TA Director, Risk Management Lead - Multiple Therapeutic Areas (Hybrid)
BioSpace · North Chicago, IL · 3 wk ago
FinanceFull-time
About the role
The TA Director of Risk Management Leads oversees and advances risk management strategy, practices, and performance across clinical development portfolios within Immunology, Neuroscience, Aesthetics / Eye Care / Specialty therapeutic areas. This leader drives risk identification, assessment, mitigation, and monitoring, ensuring a critical-to-quality, data-driven approach is embedded in protocol design and study operations.
Responsibilities
- Drive portfolio-level risk identification and mitigation strategies in partnership with therapeutic area teams, enhancing proactive management of study and program risks.
- Support and collaborate with the Integrated Evidence Strategy Team (IEST) to embed critical-to-quality elements into protocol design, ensuring data collection is focused on decision-making needs.

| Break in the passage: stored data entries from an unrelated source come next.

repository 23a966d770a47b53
use std::sync::Arc;

use time::macros::datetime;
use uuid::Uuid;

use launchpad_domain::discussion::{DOWNVOTE, UPVOTE};
use launchpad_service::{
	CommentRequest, DiscussionRequest, Error, FollowRequest, LaunchpadService, OnboardingRequest,
	ProfileQuery, ProfileRequest, SlugRequest, VoteRequest,
};
use launchpad_testkit::MemoryStore;

fn setup() -> (Arc<MemoryStore>, LaunchpadService) {
	let store = Arc::new(MemoryStore::new());
	let cfg = launchpad_testkit::test_config("postgres://unused");
	let service = LaunchpadService::with_store(cfg, store.clone());

	let robo = launchpad_testkit::listing("robo", &["ai"], datetime!(2026-01-05 08:00 UTC));
	let ledger = launchpad_testkit::listing("ledger", &["fintech"], datetime!(2026-01-02 08:00 UTC));

	store.add_listing(robo);
	store.add_listing(ledger);

	(store, service)
}

fn slug(value: &str) -> SlugRequest {
	SlugRequest { slug: value.to_string() }
}

#[tokio::test]
async fn likes_and_views_increment_by_one() {
	let (store, service) = setup();

	assert_eq!(service.like(slug("robo")).await.expect("Failed to like.").likes, 1);
	assert_eq!(service.like(slug("robo")).await.expect("Failed to like.").likes, 2);
	assert_eq!(service.view(slug("robo")).await.expect("Failed to view.").views, 1);

	let listing = store.listing("robo").expect("Expected listing.");

	assert_eq!((listing.likes, listing.views), (2, 1));
}

#[tokio::test]
async fn counters_reject_blank_and_unknown_slugs() {
	let (_, service) = setup();

	assert!(matches!(service.like(slug("  ")).await, Err(Error::InvalidRequest { .. })));
	assert!(matches!(service.view(slug("nope")).await, Err(Error::NotFound { .. })));
	assert!(matches!(service.listing_by_slug("nope").await, Err(Error::NotFound { .. })));
	assert_eq!(service.listing_by_slug("ledger").await.expect("Failed to load.").slug, "ledger");
}

#[tokio::test]
async fn founder_listings_are_newest_first() {
	let (store, service) = setup();
	let founder = Uuid::new_v4();

	for (slug, day) in [("first", 1), ("third", 3), ("second", 2)] {
		let created = datetime!(2026-02-01 00:00 UTC) + time::Duration::days(day);
		let mut listing = launchpad_testkit::listing(slug, &[], created);

		listing.founder_id = Some(founder);

		store.add_listing(listing);
	}

	let listings = service.founder_listings(founder).await.expect("Failed to list.");
	let slugs = listings.iter().map(|listing| listing.slug.as_str()).collect::<Vec<_>>();

	assert_eq!(slugs, ["third", "second", "first"]);
	assert!(service.founder_listings(Uuid::new_v4()).await.expect("Failed to list.").is_empty());
}

#[tokio::test]
async fn follow_twice_conflicts() {
	let (_, service) = setup();
	let req = || FollowRequest {
		email: Some("fan@example.com".to_string()),
		slug: "robo".to_string(),
	};
	let first = service.follow(req()).await.expect("Failed to follow.");

	assert_eq!(first.message, "Followed successfully.");

	let err = service.follow(req()).await.expect_err("Expected a conflict.");

	assert!(matches!(err, Error::Conflict { .. }));
	assert_eq!(err.message(), "Already following this startup.");
}

#[tokio::test]
async fn follow_validates_inputs() {
	let (_, service) = setup();
	let missing_email = FollowRequest { email: None, slug: "robo".to_string() };
	let unknown = FollowRequest { email: Some("fan@example.com".to_string()), slug: "x".to_string() };

	assert!(matches!(service.follow(missing_email).await, Err(Error::InvalidRequest { .. })));
	assert!(matches!(service.follow(unknown).await, Err(Error::NotFound { .. })));
}

#[tokio::test]
async fn profile_lookup_requires_identification() {
	let (store, service) = setup();
	let profile = store.add_profile("founder@example.com", Some("Founder"));
	let err = service.profile(ProfileQuery::default()).await.expect_err("Expected a client error.");

	assert!(matches!(err, Error::InvalidRequest { .. }));

	let by_email = ProfileQuery { email: Some("founder@example.com".to_string()), id: None };
	let found = service.profile(by_email).await.expect("Failed to look up profile.");

	assert_eq!(found.profile.map(|profile| profile.id), Some(profile.id));

	let by_id = ProfileQuery { email: Some("someone@example.com".to_string()), id: Some(profile.id) };
	let found = service.profile(by_id).await.expect("Failed to look up profile.");

	assert_eq!(found.profile.map(|profile| profile.email).as_deref(), Some("founder@example.com"));

	let unknown = ProfileQuery { email: Some("ghost@example.com".to_string()), id: None };

	assert!(service.profile(unknown).await.expect("Failed to look up profile.").profile.is_none());
}

#[tokio::test]
async fn save_profile_creates_then_updates_in_place() {
	let (_, service) = setup();
	let created = service
		.save_profile(ProfileRequest {
			email: Some(" founder@example.com ".to_string()),
			full_name: Some("Ada".to_string()),
			role: Some("Founder".to_string()),
			..Default::default()
		})
		.await
		.expect("Failed to create profile.");

	assert_eq!(created.message, "Profile saved successfully.");
	assert_eq!(created.profile.email, "founder@example.com");
	assert_eq!(created.profile.role.as_deref(), Some("Founder"));

	let updated = service
		.save_profile(ProfileRequest {
			email: Some("founder@example.com".to_string()),
			full_name: Some("Ada Lovelace".to_string()),
			location: Some("London".to_string()),
			..Default::default()
		})
		.await
		.expect("Failed to update profile.");

	assert_eq!(updated.profile.id, created.profile.id);
	assert_eq!(updated.profile.full_name.as_deref(), Some("Ada Lovelace"));
	assert_eq!(updated.profile.role.as_deref(), Some("Founder"));
	assert_eq!(updated.profile.location.as_deref(), Some("London"));

	let by_email = ProfileQuery { email: Some("founder@example.com".to_string()), id: None };
	let found = service.profile(by_email).await.expect("Failed to look up profile.");

	assert_eq!(found.profile.map(|profile| profile.id), Some(created.profile.id));
}

#[tokio::test]
async fn save_profile_requires_name_and_email() {
	let (_, service) = setup();
	let nameless = ProfileRequest { email: Some("a@example.com".to_string()), ..Default::default() };
	let anonymous = ProfileRequest { full_name: Some("Ada".to_string()), ..Default::default() };

	for req in [nameless, anonymous] {
		let err = service.save_profile(req).await.expect_err("Expected a client error.");

		assert!(matches!(err, Error::InvalidRequest { .. }));
		assert_eq!(err.message(), "Full name and email are required.");
	}
}

#[tokio::test]
async fn onboarding_normalizes_tags_and_saves_once() {
	let (store, service) = setup();

	store.add_profile("new@example.com", None);

	let req: OnboardingRequest = serde_json::from_value(serde_json::json!({
		"email": "new@example.com",
		"tags": " ai, saas,,ai ",
		"size": "Seed",
		"location": "  "
	}))
	.expect("Failed to parse onboarding request.");
	let saved = service.save_preferences(req.clone()).await.expect("Failed to save preferences.");

	assert_eq!(saved.tags.as_slice(), ["ai", "saas"]);
	assert_eq!(saved.stage.as_deref(), Some("Seed"));
	assert_eq!(saved.location, None);

	let err = service.save_preferences(req).await.expect_err("Expected a conflict.");

	assert!(matches!(err, Error::Conflict { .. }));
}

#[tokio::test]
async fn onboarding_rejects_missing_email_and_unknown_profile() {
	let (_, service) = setup();
	let blank = OnboardingRequest { email: Some(" ".to_string()), ..Default::default() };
	let unknown =
		OnboardingRequest { email: Some("ghost@example.com".to_string()), ..Default::default() };

	assert!(matches!(service.save_preferences(blank).await, Err(Error::InvalidRequest { .. })));
	assert!(matches!(service.save_preferences(unknown).await, Err(Error::NotFound { .. })));
}

#[tokio::test]
async fn discussion_nests_replies_and_toggles_votes() {
	let (store, service) = setup();
	let author = store.add_profile("author@example.com", Some("Author"));
	let viewer = store.add_profile("viewer@example.com", None);
	let root = service
		.post_comment(
			"robo",
			CommentRequest { user_id: author.id, parent_id: None, content: " Love it ".to_string() },
		)
		.await
		.expect("Failed to post comment.");

	assert_eq!(root.content, "Love it");
	assert_eq!(root.author.as_ref().and_then(|author| author.full_name.as_deref()), Some("Author"));

	let reply = service
		.post_comment(
			"robo",
			CommentRequest {
				user_id: viewer.id,
				parent_id: Some(root.id),
				content: "Agreed".to_string(),
			},
		)
		.await
		.expect("Failed to post reply.");
	let up = VoteRequest { user_id: viewer.id, vote_type: UPVOTE };
	let down = VoteRequest { user_id: viewer.id, vote_type: DOWNVOTE };
	let outcome = service.vote(root.id, up).await.expect("Failed to vote.");

	assert_eq!((outcome.user_vote, outcome.votes), (UPVOTE, 1));

	let outcome = service.vote(root.id, down).await.expect("Failed to vote.");

	assert_eq!((outcome.user_vote, outcome.votes), (DOWNVOTE, -1));

	let outcome = service.vote(root.id, down).await.expect("Failed to vote.");

	assert_eq!((outcome.user_vote, outcome.votes), (0, 0));

	service.vote(root.id, up).await.expect("Failed to vote.");

	let thread = service
		.discussion(
			"robo",
			DiscussionRequest { viewer_id: Some(viewer.id), sort: Some("top".to_string()) },
		)
		.await
		.expect("Failed to load discussion.");

	assert_eq!(thread.len(), 1);
	assert_eq!(thread[0].votes, 1);
	assert_eq!(thread[0].user_vote, UPVOTE);
	assert_eq!(thread[0].replies.len(), 1);
	assert_eq!(thread[0].replies[0].id, reply.id);

	let other = service
		.discussion("ledger", DiscussionRequest::default())
		.await
		.expect("Failed to load discussion.");

	assert!(other.is_empty());
}

#[tokio::test]
async fn comment_and_vote_validation() {
	let (store, service) = setup();
	let user = store.add_profile("user@example.com", None);
	let blank = CommentRequest { user_id: user.id, parent_id: None, content: "   ".to_string() };

	assert!(matches!(service.post_comment("robo", blank).await, Err(Error::InvalidRequest { .. })));

	let missing = CommentRequest { user_id: user.id, parent_id: None, content: "Hi".to_string() };

	assert!(matches!(service.post_comment("nope", missing).await, Err(Error::NotFound { .. })));

	let elsewhere = service
		.post_comment(
			"ledger",
			CommentRequest { user_id: user.id, parent_id: None, content: "Hi".to_string() },
		)
		.await
		.expect("Failed to post comment.");
	let cross = CommentRequest {
		user_id: user.id,
		parent_id: Some(elsewhere.id),
		content: "Reply".to_string(),
	};

	assert!(matches!(service.post_comment("robo", cross).await, Err(Error::InvalidRequest { .. })));

	let sideways = VoteRequest { user_id: user.id, vote_type: 2 };

	assert!(matches!(service.vote(elsewhere.id, sideways).await, Err(Error::InvalidRequest { .. })));

	let up = VoteRequest { user_id: user.id, vote_type: UPVOTE };

	assert!(matches!(service.vote(Uuid::new_v4(), up).await, Err(Error::NotFound { .. })));
}

#[tokio::test]
async fn comments_and_votes_require_a_known_profile() {
	let (store, service) = setup();
	let author = store.add_profile("author@example.com", None);
	let stranger = Uuid::new_v4();
	let comment = CommentRequest { user_id: stranger, parent_id: None, content: "Hi".to_string() };
	let err = service.post_comment("robo", comment).await.expect_err("Expected unknown profile.");

	assert!(matches!(err, Error::NotFound { .. }));
	assert_eq!(err.message(), "Profile not found.");

	let posted = service
		.post_comment(
			"robo",
			CommentRequest { user_id: author.id, parent_id: None, content: "Hi".to_string() },
		)
		.await
		.expect("Failed to post comment.");
	let vote = VoteRequest { user_id: stranger, vote_type: UPVOTE };
	let err = service.vote(posted.id, vote).await.expect_err("Expected unknown profile.");

	assert!(matches!(err, Error::NotFound { .. }));
	assert_eq!(err.message(), "Profile not found.");

	let thread = service
		.discussion("robo", DiscussionRequest::default())
		.await
		.expect("Failed to load discussion.");

	assert_eq!(thread.len(), 1);
	assert_eq!(thread[0].votes, 0);
}
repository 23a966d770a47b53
#[derive(Debug, thiserror::Error)]
pub enum Error {
	#[error(transparent)]
	Sqlx(#[from] sqlx::Error),
	#[error("Invalid argument: {0}")]
	InvalidArgument(String),
}
use std::path::PathBuf;

pub type Result<T, E = Error> = std::result::Result<T, E>;

#[derive(Debug, thiserror::Error)]
pub enum Error {
	#[error("Failed to read config file at {path:?}.")]
	ReadConfig { path: PathBuf, source: std::io::Error },
	#[error("Failed to parse config file at {path:?}.")]
	ParseConfig { path: PathBuf, source: toml::de::Error },
	#[error("{field} is not a valid socket address: {value:?}.")]
	InvalidBind { field: &'static str, value: String },
	#[error("{message}")]
	Validation { message: String },
}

- Lead, develop, and mentor a team of Risk Management Leads, fostering expertise, collaboration, and innovation in risk-based quality management.
- Oversee the development and execution of therapeutic area risk insights, dashboards, and mitigation plans, promoting a deep understanding of risk drivers and solutions.
- Ensure robust RAMP (Risk Assessment and Mitigation Plan) processes, tracking accountability and ensuring timely, data-driven risk action planning.
- Address resource gaps by overseeing RAMP entry work and supporting the implementation of risk-based modifications to the scope of studies assigned to Study Risk Leads (SRLs), advocating for full resource needs where required.
- Collaborate with cross-functional stakeholders (including Clinical Site Management, Clinical Study Leadership, Data Science, and Compliance) to ensure alignment and consistency in risk management practices.
- Contribute to the development, standardization, and continuous improvement of risk management best practices, metrics, and training across the organization.
Qualifications
- Minimum of a bachelor's degree in life sciences, healthcare, pharmacy, nursing, or a related field; an advanced degree (Masters, PharmD, PhD, MD) is strongly preferred.
- At least 15 years of experience in clinical research, clinical operations, or study/data risk management, with a minimum of 5 years in a leadership or people management capacity.
- Demonstrated expertise in risk-based quality management (RBQM), including experience applying ICH-GCP E6(R2) risk-based methodology and risk management best practices in clinical development.
- Direct hands-on experience with portfolio-level risk assessments, Risk Assessment and Mitigation Planning (RAMP), and implementing risk-based modifications across multiple clinical programs/therapeutic areas.
- Strong knowledge of relevant regulatory guidelines (FDA, EMA, ICH), Good Clinical Practice (GCP), and global health authority requirements for clinical trials.
- Professional risk management certifications are highly desirable (e.g., ASQ Certified Manager of Quality & Organizational Excellence, Chartered Enterprise Risk Analyst (CERA), Certified Risk Manager (CRM), Professional Risk Manager (PRM), ASQ Risk Management Specialized Credential, or equivalent experience).
- Experience with critical-to-quality (CtQ) elements, protocol design input, and collaboration with evidence strategy teams preferred.
- Demonstrated success developing, mentoring, and leading teams, preferably in a matrixed global environment.
- Advanced skills in data analytics, dashboarding, and the use of data visualization tools (e.g., Excel, Power BI, Tableau) for risk oversight and decision-making support.
- Excellent interpersonal skills; able to communicate complex concepts clearly, persuade stakeholders, and foster cross-functional collaboration.